MONACO (Reuters) - The euro zone’s debt crisis may be far from over, while Japan’s money-printing gamble to revive its economy could destabilise global markets if it doesn’t work, some hedge fund managers say.
They are taking the view that the rally in financial markets over much of the past year, fuelled by central bank money printing, could mask a failure to tackle some European countries’ and banks’ debt problems, and the sell-off of recent weeks may be the start of a longer downward move.
“(A Cyprus-style bailout) will probably happen somewhere in Europe again,” said Galia Velimukhametova, fund manager at GLG, part of hedge fund manager Man Group (EMG.L), at the GAIM conference in Monaco on Tuesday.
Cyprus was bailed out by the EU and the International Monetary Fund earlier this year, with some depositors having to take losses.
“Germany is going to have to spend more than 10 percent of its GDP to support transfer union ... They may ask for concessions - a haircut for debt, deposit measures to contain a capital flight,” Velimukhametova said.
Bond markets, particularly in peripheral countries such as Italy and Spain that had been facing rising borrowing costs, rallied sharply after European Central Bank head Mario Draghi’s pledge last July to do “whatever it takes” to protect the euro zone from collapse.
However, Velimukhametova said domestically-focused banks in some southern European markets could suffer as loan problems re-emerge.
“Our best investment idea would be (to) short domestic financials of peripheral European countries,” she said. “There is a real asset quality problem in those financial institutions.

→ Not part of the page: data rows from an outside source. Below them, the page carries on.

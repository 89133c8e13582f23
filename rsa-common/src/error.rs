//! Error types shared by the dispatcher crates.

use thiserror::Error;

/// Result type alias using the common error type.
pub type Result<T> = std::result::Result<T, Error>;

/// Configuration, key-file and crypto failures.
#[derive(Error, Debug)]
pub enum Error {
    /// Configuration error
    #[error("Configuration error: {0}")]
    Config(String),

    /// Credential could not be encrypted or decrypted
    #[error("Crypto error: {0}")]
    Crypto(String),

    /// IO error
    #[error("IO error: {0}")]
    Io(#[from] std::io::Error),
}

“We’ve done a lot of analysis. Non-performing debt ... in Italy is high teens, in Spain is high single-digits or low double-digits. However, usually after the audit, these things double or triple.”

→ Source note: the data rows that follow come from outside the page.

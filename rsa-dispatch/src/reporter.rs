//! Result reporting.
//!
//! Every progress and result line goes to the console. When a chat
//! destination is attached, the same line is also queued for it, split into
//! chunks the chat platform will accept. A single delivery task drains the
//! queue so chunks arrive in emit order, and adapters never wait on the
//! network to report progress.
//!
//! ```text
//! adapter ──emit──▶ console
//!            │
//!            └────▶ queue ──▶ delivery task ──▶ MessageSink (chat)
//! ```

use async_trait::async_trait;
use std::collections::BTreeMap;
use std::sync::{Arc, Mutex};
use thiserror::Error;
use tokio::sync::{mpsc, oneshot};

use rsa_common::util::mask_string;

use crate::session::BrokerSession;

/// Maximum message length accepted by the chat platform.
pub const MAX_MESSAGE_LENGTH: usize = 2000;

/// Holdings reports covering more accounts than this get a summary.
pub const DEFAULT_SUMMARY_THRESHOLD: usize = 5;

/// Chat delivery failure.
#[derive(Debug, Error)]
pub enum SinkError {
    #[error("Sink closed")]
    Closed,

    #[error("Send failed: {0}")]
    Send(String),
}

/// Local, synchronous output (stdout in production).
pub trait ConsoleSink: Send + Sync {
    fn write_line(&self, line: &str);
}

/// Remote chat destination.
#[async_trait]
pub trait MessageSink: Send + Sync {
    /// Largest message this sink accepts, in characters.
    fn max_message_len(&self) -> usize {
        MAX_MESSAGE_LENGTH
    }

    async fn send(&self, text: &str) -> Result<(), SinkError>;
}

/// Writes report lines to stdout.
pub struct StdoutConsole;

impl ConsoleSink for StdoutConsole {
    fn write_line(&self, line: &str) {
        println!("{line}");
    }
}

/// Forwards chunks to a chat transport over a channel.
pub struct ChannelSink {
    tx: mpsc::Sender<String>,
    max_len: usize,
}

impl ChannelSink {
    pub fn new(tx: mpsc::Sender<String>) -> Self {
        Self {
            tx,
            max_len: MAX_MESSAGE_LENGTH,
        }
    }

    pub fn with_max_len(mut self, max_len: usize) -> Self {
        self.max_len = max_len;
        self
    }
}

#[async_trait]
impl MessageSink for ChannelSink {
    fn max_message_len(&self) -> usize {
        self.max_len
    }

    async fn send(&self, text: &str) -> Result<(), SinkError> {
        self.tx
            .send(text.to_string())
            .await
            .map_err(|_| SinkError::Closed)
    }
}

/// Records everything it receives. Usable as both console and chat sink.
pub struct MemorySink {
    lines: Mutex<Vec<String>>,
    max_len: usize,
}

impl MemorySink {
    pub fn new() -> Self {
        Self::with_max_len(MAX_MESSAGE_LENGTH)
    }

    pub fn with_max_len(max_len: usize) -> Self {
        Self {
            lines: Mutex::new(Vec::new()),
            max_len,
        }
    }

    /// Snapshot of received lines or chunks.
    pub fn lines(&self) -> Vec<String> {
        self.lines
            .lock()
            .map(|lines| lines.clone())
            .unwrap_or_default()
    }

    /// Number of received lines containing `needle`.
    pub fn count_containing(&self, needle: &str) -> usize {
        self.lines().iter().filter(|l| l.contains(needle)).count()
    }

    fn push(&self, line: &str) {
        if let Ok(mut lines) = self.lines.lock() {
            lines.push(line.to_string());
        }
    }
}

impl Default for MemorySink {
    fn default() -> Self {
        Self::new()
    }
}

impl ConsoleSink for MemorySink {
    fn write_line(&self, line: &str) {
        self.push(line);
    }
}

#[async_trait]
impl MessageSink for MemorySink {
    fn max_message_len(&self) -> usize {
        self.max_len
    }

    async fn send(&self, text: &str) -> Result<(), SinkError> {
        self.push(text);
        Ok(())
    }
}

enum Delivery {
    Chunk(String),
    Flush(oneshot::Sender<()>),
}

#[derive(Clone)]
struct RemoteQueue {
    tx: mpsc::UnboundedSender<Delivery>,
    max_len: usize,
}

/// Cloneable handle adapters and the dispatcher report through.
#[derive(Clone)]
pub struct Reporter {
    console: Arc<dyn ConsoleSink>,
    remote: Option<RemoteQueue>,
    summary_threshold: usize,
}

impl Reporter {
    /// Console output only (CLI mode).
    pub fn console_only() -> Self {
        Self::with_console(Arc::new(StdoutConsole))
    }

    pub fn with_console(console: Arc<dyn ConsoleSink>) -> Self {
        Self {
            console,
            remote: None,
            summary_threshold: DEFAULT_SUMMARY_THRESHOLD,
        }
    }

    pub fn with_summary_threshold(mut self, threshold: usize) -> Self {
        self.summary_threshold = threshold;
        self
    }

    /// Attach a chat destination. Must be called inside a Tokio runtime.
    pub fn attach_remote(mut self, sink: Arc<dyn MessageSink>) -> Self {
        let (tx, rx) = mpsc::unbounded_channel();
        let max_len = sink.max_message_len().max(1);
        tokio::spawn(deliver(rx, sink));
        self.remote = Some(RemoteQueue { tx, max_len });
        self
    }

    pub fn has_remote(&self) -> bool {
        self.remote.is_some()
    }

    /// Report one line. Never waits on chat delivery.
    pub fn emit(&self, line: impl AsRef<str>) {
        let line = line.as_ref();
        self.console.write_line(line);

        if let Some(remote) = &self.remote {
            for chunk in split_message(line, remote.max_len) {
                if remote.tx.send(Delivery::Chunk(chunk)).is_err() {
                    tracing::debug!("Report delivery task stopped, dropping chunk");
                    break;
                }
            }
        }
    }

    /// Wait until everything emitted so far has been handed to the chat sink.
    pub async fn flush(&self) {
        let Some(remote) = &self.remote else {
            return;
        };
        let (done_tx, done_rx) = oneshot::channel();
        if remote.tx.send(Delivery::Flush(done_tx)).is_ok() {
            let _ = done_rx.await;
        }
    }

    /// Emit a formatted holdings report for one broker and return its text.
    ///
    /// With `summarize_if_many`, reports covering more accounts than the
    /// summary threshold end with per-symbol totals across all accounts.
    pub fn flush_holdings(
        &self,
        identity: &str,
        session: &BrokerSession,
        summarize_if_many: bool,
    ) -> String {
        let text = format_holdings(
            identity,
            session,
            summarize_if_many.then_some(self.summary_threshold),
        );
        self.emit(&text);
        text
    }
}

async fn deliver(mut rx: mpsc::UnboundedReceiver<Delivery>, sink: Arc<dyn MessageSink>) {
    while let Some(item) = rx.recv().await {
        match item {
            Delivery::Chunk(chunk) => {
                if let Err(e) = sink.send(&chunk).await {
                    tracing::warn!(error = %e, "Failed to deliver report chunk");
                }
            }
            Delivery::Flush(done) => {
                let _ = done.send(());
            }
        }
    }
}

/// Split text into chunks of at most `max_chars` characters.
///
/// Cuts fall on character boundaries, and concatenating the chunks gives
/// back the input exactly.
pub fn split_message(text: &str, max_chars: usize) -> Vec<String> {
    if text.is_empty() {
        return Vec::new();
    }
    if max_chars == 0 {
        return vec![text.to_string()];
    }

    let mut chunks = Vec::with_capacity(text.len() / max_chars + 1);
    let mut current = String::new();
    let mut count = 0;
    for ch in text.chars() {
        if count == max_chars {
            chunks.push(std::mem::take(&mut current));
            count = 0;
        }
        current.push(ch);
        count += 1;
    }
    if !current.is_empty() {
        chunks.push(current);
    }
    chunks
}

fn format_holdings(identity: &str, session: &BrokerSession, summary_above: Option<usize>) -> String {
    let mut lines = vec![format!(
        "Holdings on {} ({identity})",
        session.display_name()
    )];

    for (key, account) in session.accounts() {
        let kind = account
            .account_type
            .as_deref()
            .map(|t| format!(" [{t}]"))
            .unwrap_or_default();
        lines.push(format!("{key} ({}){kind}:", mask_string(&account.number)));

        if account.holdings.is_empty() {
            lines.push("No holdings in Account".to_string());
        }
        let mut total = 0.0;
        for holding in &account.holdings {
            match (holding.price, holding.value()) {
                (Some(price), Some(value)) => {
                    total += value;
                    lines.push(format!(
                        "{}: {} @ ${price:.2} = ${value:.2}",
                        holding.symbol, holding.quantity
                    ));
                }
                _ => lines.push(format!(
                    "{}: {} @ N/A = N/A",
                    holding.symbol, holding.quantity
                )),
            }
        }
        lines.push(format!("Total: ${total:.2}"));
    }

    let account_count = session.account_count();
    if let Some(threshold) = summary_above {
        if account_count > threshold {
            let mut totals: BTreeMap<&str, (f64, f64)> = BTreeMap::new();
            for (_, account) in session.accounts() {
                for holding in &account.holdings {
                    let entry = totals.entry(holding.symbol.as_str()).or_default();
                    entry.0 += holding.quantity;
                    entry.1 += holding.value().unwrap_or(0.0);
                }
            }
            lines.push(format!("Summary across {account_count} accounts:"));
            for (symbol, (quantity, value)) in totals {
                lines.push(format!("{symbol}: {quantity} = ${value:.2}"));
            }
        }
    }

    lines.join("\n")
}

// ============================================================================
// Tests
// ============================================================================

#[cfg(test)]
mod tests {
    use super::*;
    use crate::session::{AccountRecord, Holding, SubAccount};

    fn session_with_accounts(n: usize) -> BrokerSession {
        let mut session = BrokerSession::new("Tradier");
        let mut sub = SubAccount::new("alice-Tradier 1", ());
        for i in 0..n {
            let mut account = AccountRecord::new(format!("1000000{i}"));
            account.holdings.push(Holding::new("XYZ", 2.0, Some(1.5)));
            sub.add_account(account);
        }
        session.add_sub_account(sub);
        session
    }

    #[test]
    fn test_split_5000_chars_into_three_chunks() {
        let text: String = "abcdefghij".repeat(500);
        let chunks = split_message(&text, 2000);
        assert_eq!(chunks.len(), 3);
        assert_eq!(chunks[0].chars().count(), 2000);
        assert_eq!(chunks[1].chars().count(), 2000);
        assert_eq!(chunks[2].chars().count(), 1000);
        assert_eq!(chunks.concat(), text);
    }

    #[test]
    fn test_split_respects_char_boundaries() {
        let text = "é".repeat(5);
        let chunks = split_message(&text, 2);
        assert_eq!(chunks, vec!["éé", "éé", "é"]);
    }

    #[test]
    fn test_split_short_and_empty() {
        assert_eq!(split_message("hello", 2000), vec!["hello"]);
        assert!(split_message("", 2000).is_empty());
        assert_eq!(split_message(&"a".repeat(2000), 2000).len(), 1);
    }

    #[test]
    fn test_emit_writes_console() {
        let console = Arc::new(MemorySink::new());
        let reporter = Reporter::with_console(console.clone());
        reporter.emit("first");
        reporter.emit("second");
        assert_eq!(console.lines(), vec!["first", "second"]);
        assert!(!reporter.has_remote());
    }

    #[tokio::test]
    async fn test_remote_receives_ordered_chunks() {
        let console = Arc::new(MemorySink::new());
        let remote = Arc::new(MemorySink::with_max_len(2000));
        let reporter = Reporter::with_console(console.clone()).attach_remote(remote.clone());

        let long = "x".repeat(5000);
        reporter.emit("start");
        reporter.emit(&long);
        reporter.emit("end");
        reporter.flush().await;

        let chunks = remote.lines();
        assert_eq!(chunks.len(), 5);
        assert_eq!(chunks[0], "start");
        assert_eq!(chunks[1..4].concat(), long);
        assert_eq!(chunks[4], "end");
        assert_eq!(console.lines().len(), 3);
    }

    struct FailingSink;

    #[async_trait]
    impl MessageSink for FailingSink {
        async fn send(&self, _text: &str) -> Result<(), SinkError> {
            Err(SinkError::Send("rate limited".into()))
        }
    }

    #[tokio::test]
    async fn test_remote_failure_does_not_stop_console() {
        let console = Arc::new(MemorySink::new());
        let reporter = Reporter::with_console(console.clone()).attach_remote(Arc::new(FailingSink));
        reporter.emit("still printed");
        reporter.flush().await;
        assert_eq!(console.lines(), vec!["still printed"]);
    }

    #[tokio::test]
    async fn test_channel_sink_forwards() {
        let (tx, mut rx) = mpsc::channel(8);
        let reporter = Reporter::with_console(Arc::new(MemorySink::new()))
            .attach_remote(Arc::new(ChannelSink::new(tx).with_max_len(3)));
        reporter.emit("abcdef");
        reporter.flush().await;
        assert_eq!(rx.recv().await.as_deref(), Some("abc"));
        assert_eq!(rx.recv().await.as_deref(), Some("def"));
    }

    #[test]
    fn test_holdings_format() {
        let mut session = session_with_accounts(1);
        if let Some(sub) = session.sub_account_mut("alice-Tradier 1") {
            sub.accounts[0].holdings.push(Holding::new("ABC", 1.0, None));
        }
        let reporter = Reporter::with_console(Arc::new(MemorySink::new()));
        let text = reporter.flush_holdings("alice", &session, true);

        assert!(text.starts_with("Holdings on Tradier (alice)"));
        assert!(text.contains("alice-Tradier 1 (****0000):"));
        assert!(text.contains("XYZ: 2 @ $1.50 = $3.00"));
        assert!(text.contains("ABC: 1 @ N/A = N/A"));
        assert!(text.contains("Total: $3.00"));
        assert!(!text.contains("Summary"));
    }

    #[test]
    fn test_holdings_summary_above_threshold() {
        let session = session_with_accounts(6);
        let reporter = Reporter::with_console(Arc::new(MemorySink::new()));

        let text = reporter.flush_holdings("alice", &session, true);
        assert!(text.contains("Summary across 6 accounts:"));
        assert!(text.contains("XYZ: 12 = $18.00"));

        let text = reporter.flush_holdings("alice", &session, false);
        assert!(!text.contains("Summary"));

        let text = reporter.flush_holdings("alice", &session_with_accounts(5), true);
        assert!(!text.contains("Summary"));
    }
}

Other managers are similarly cautious.
“The European crisis is far from being over,” said Philippe Gougenheim, CEO of Swiss-based Gougenheim Investments, who has gone short French government bonds against German bonds and is short the euro against the dollar.
“Deficits in Spain and France are worse than expected, growth is still negative in several countries and unemployment is reaching record levels. This trend is not sustainable and we expect a bumpy road for European markets.”
Sushil Wadhwani, CEO of Wadhwani Asset Management and a former member of the Bank of England’s Monetary Policy Committee, said some politicians had been “lulled into a false sense of security” by the ECB’s bond-buying promises and had shown “no signs whatsoever” of making structural reforms.
However, Wadhwani said he was most worried over the next two to three years about Japan, which in April pledged to inject about $1.4 trillion into its flagging economy in an effort to end two decades of stagnation.
The move, coupled with stimulus efforts by Japanese prime minister Shinzo Abe, sent stocks rallying and the yen tumbling and proved a much-needed boost for struggling managers of macro-economy-oriented funds.
One trader at a multi-billion dollar hedge fund, speaking on condition of anonymity, told Reuters the trade had proved “tremendous” for his firm and for many others.
However, Wadhwani said the Bank of Japan could be forced by politicians to buy “a lot more JGBs (Japanese government bonds) than is optimal in terms of its inflation target”.
“You could get debt monetisation, which would meaningfully destabilise global markets and make the exit process (from central bank stimulus) problematic globally.”
He said his favourite trade over the next 12 months would be shorting JGBs and U.S. Treasuries.
Another manager, speaking on condition of anonymity because the views were personal, was looking for investments that either won’t suffer or will profit if equities fall.
“Is it just a shock that we’ve had, or the prelude to an eruption, in which case we’re in very dangerous territory,” the manager said.
“If Japan’s revival doesn’t materialise, then that could be the moment when people start to question their basic trust in the system and in countries’ status as lender of last resort.
“People may start to question how are we ever going to get out of government indebtedness.”